* [What to work on]:
Up to and including the line with "want to make", output the records exactly as they appear.

***** Input for this task

//! Story generation: one text call producing the four-beat narrative.

use tracing::debug;

use super::ProductInfo;
use crate::error::ComicError;
use crate::openai::{ChatMessage, ChatRequest, TextGenerator};

/// Instruction asking for a four-beat comic story about the product.
pub fn story_prompt(product: &ProductInfo) -> String {
    format!(
        "I want to make a four-panel comic featuring the product \"{}\". \
         Write the flow of the four panels as setup, development, twist and conclusion. \
         Product description: {}. \
         If any people appear, describe each person's characteristics in detail.",
        product.product_name, product.product_description
    )
}

/// Asks the text service for the story and returns it verbatim.
pub async fn generate_story(
    text: &dyn TextGenerator,
    model: &str,
    product: &ProductInfo,
) -> Result<String, ComicError> {
    let request = ChatRequest::new(model, vec![ChatMessage::user(story_prompt(product))]);
    let story = text.complete(&request).await?;
    if story.trim().is_empty() {
        return Err(ComicError::Upstream(
            "Story generation returned no content".to_string(),
        ));
    }
    debug!("Story: {story}");
    Ok(story)
}
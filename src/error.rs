//! Error handling

use axum::Json;
use axum::http::StatusCode;
use axum::response::IntoResponse;
use serde::Serialize;
use tracing::{error, info};

use crate::constants::TIMEOUT_DETAIL;

/// Errors raised while building a comic.
#[derive(Debug)]
pub enum ComicError {
    /// The text or image service failed: network, auth, quota, bad request or unusable output.
    Upstream(String),
    /// The text service refused the structured JSON response mode.
    UnsupportedResponseFormat(String),
    /// The request ran past its time budget.
    Timeout,
    /// Startup configuration is unusable.
    Config(String),
}

impl std::fmt::Display for ComicError {
    fn fmt(&self, f: &mut std::fmt::Formatter<'_>) -> std::fmt::Result {
        match self {
            Self::Upstream(message) => write!(f, "{message}"),
            Self::UnsupportedResponseFormat(message) => {
                write!(f, "Structured response mode rejected: {message}")
            }
            Self::Timeout => write!(f, "{TIMEOUT_DETAIL}"),
            Self::Config(message) => write!(f, "Configuration error: {message}"),
        }
    }
}

impl std::error::Error for ComicError {}

impl From<reqwest::Error> for ComicError {
    fn from(err: reqwest::Error) -> Self {
        ComicError::Upstream(err.to_string())
    }
}

impl From<url::ParseError> for ComicError {
    fn from(err: url::ParseError) -> Self {
        ComicError::Config(err.to_string())
    }
}

/// JSON body of every error response.
#[derive(Debug, Serialize)]
pub struct ErrorDetail {
    /// Human readable reason.
    pub detail: String,
}

impl IntoResponse for ComicError {
    fn into_response(self) -> axum::response::Response {
        let status = match &self {
            ComicError::Timeout => {
                info!("Request timed out");
                StatusCode::REQUEST_TIMEOUT
            }
            ComicError::Upstream(_)
            | ComicError::UnsupportedResponseFormat(_)
            | ComicError::Config(_) => {
                error!("Comic generation failed: {}", self);
                StatusCode::INTERNAL_SERVER_ERROR
            }
        };
        (
            status,
            Json(ErrorDetail {
                detail: self.to_string(),
            }),
        )
            .into_response()
    }
}
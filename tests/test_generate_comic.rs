use std::sync::{Arc, Mutex};
use std::time::Duration;

use async_trait::async_trait;
use axum::body::Body;
use axum::http::{Request, StatusCode, header::CONTENT_TYPE};
use comicgen::comic::{ComicPipeline, ComicResult};
use comicgen::config::PipelineSettings;
use comicgen::error::ComicError;
use comicgen::openai::{ChatRequest, ImageGenerator, ImageRequest, TextGenerator};
use http_body_util::BodyExt;
use tower::ServiceExt;

/// Answers story requests with a fixed story and caption requests with fenced JSON.
#[derive(Debug, Default)]
struct FakeText {
    requests: Mutex<Vec<ChatRequest>>,
}

#[async_trait]
impl TextGenerator for FakeText {
    async fn complete(&self, request: &ChatRequest) -> Result<String, ComicError> {
        let mut requests = self.requests.lock().unwrap();
        requests.push(request.clone());
        if request.messages.len() == 1 {
            return Ok("Opening\nRising\nTurn\nEnding".to_string());
        }
        if request.response_format.is_some() {
            return Err(ComicError::UnsupportedResponseFormat(
                "json_object is not supported".to_string(),
            ));
        }
        Ok(format!(
            "```json\n{{\"panel\": {}, \"dialogue\": \"caption {}\"}}\n```",
            requests.len(),
            requests.len()
        ))
    }
}

#[derive(Debug, Default)]
struct FakeImages {
    prompts: Mutex<Vec<String>>,
}

#[async_trait]
impl ImageGenerator for FakeImages {
    async fn generate(&self, request: &ImageRequest<'_>) -> Result<Vec<String>, ComicError> {
        let mut prompts = self.prompts.lock().unwrap();
        prompts.push(request.prompt.to_string());
        Ok(vec![format!("https://cdn.example/{}.png", prompts.len())])
    }
}

#[tokio::test(start_paused = true)]
async fn test_generate_comic_end_to_end() {
    let text = Arc::new(FakeText::default());
    let images = Arc::new(FakeImages::default());
    let pipeline = ComicPipeline::new(text.clone(), images.clone(), PipelineSettings::default());
    let app = comicgen::web::create_router(
        pipeline,
        Duration::from_secs(300),
        &["http://localhost:3000".to_string()],
    )
    .expect("router");

    let request = Request::builder()
        .method("POST")
        .uri("/generate_comic")
        .header(CONTENT_TYPE, "application/json")
        .body(Body::from(
            r#"{"product_name": "Glow Mug", "product_description": "Changes colour with heat"}"#,
        ))
        .unwrap();
    let response = app.oneshot(request).await.unwrap();
    assert_eq!(response.status(), StatusCode::OK);

    let bytes = response.into_body().collect().await.unwrap().to_bytes();
    let comic: ComicResult = serde_json::from_slice(&bytes).expect("comic json");

    assert_eq!(
        comic.image_urls,
        [1, 2, 3, 4].map(|n| format!("https://cdn.example/{n}.png"))
    );
    // each caption needs a rejected structured call plus a plain retry
    assert_eq!(
        comic.texts,
        [3, 5, 7, 9].map(|n| format!("caption {n}"))
    );
    assert_eq!(text.requests.lock().unwrap().len(), 9);

    let prompts = images.prompts.lock().unwrap();
    assert!(
        prompts
            .iter()
            .all(|prompt| prompt.contains("Opening\nRising\nTurn\nEnding"))
    );
    assert!(prompts[0].contains("Opening"));
    assert!(prompts[1].contains("Rising"));
    assert!(prompts[2].contains("Turn"));
    assert!(prompts[3].contains("Ending"));
}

**********

* [Written answer]:
//! Story generation: one text call producing the four-beat narrative.

use tracing::debug;

use super::ProductInfo;
use crate::error::ComicError;
use crate::openai::{ChatMessage, ChatRequest, TextGenerator};

/// Instruction asking for a four-beat comic story about the product.
pub fn story_prompt(product: &ProductInfo) -> String {
    format!(
        "I want to make a four-panel comic featuring the product \"{}\". \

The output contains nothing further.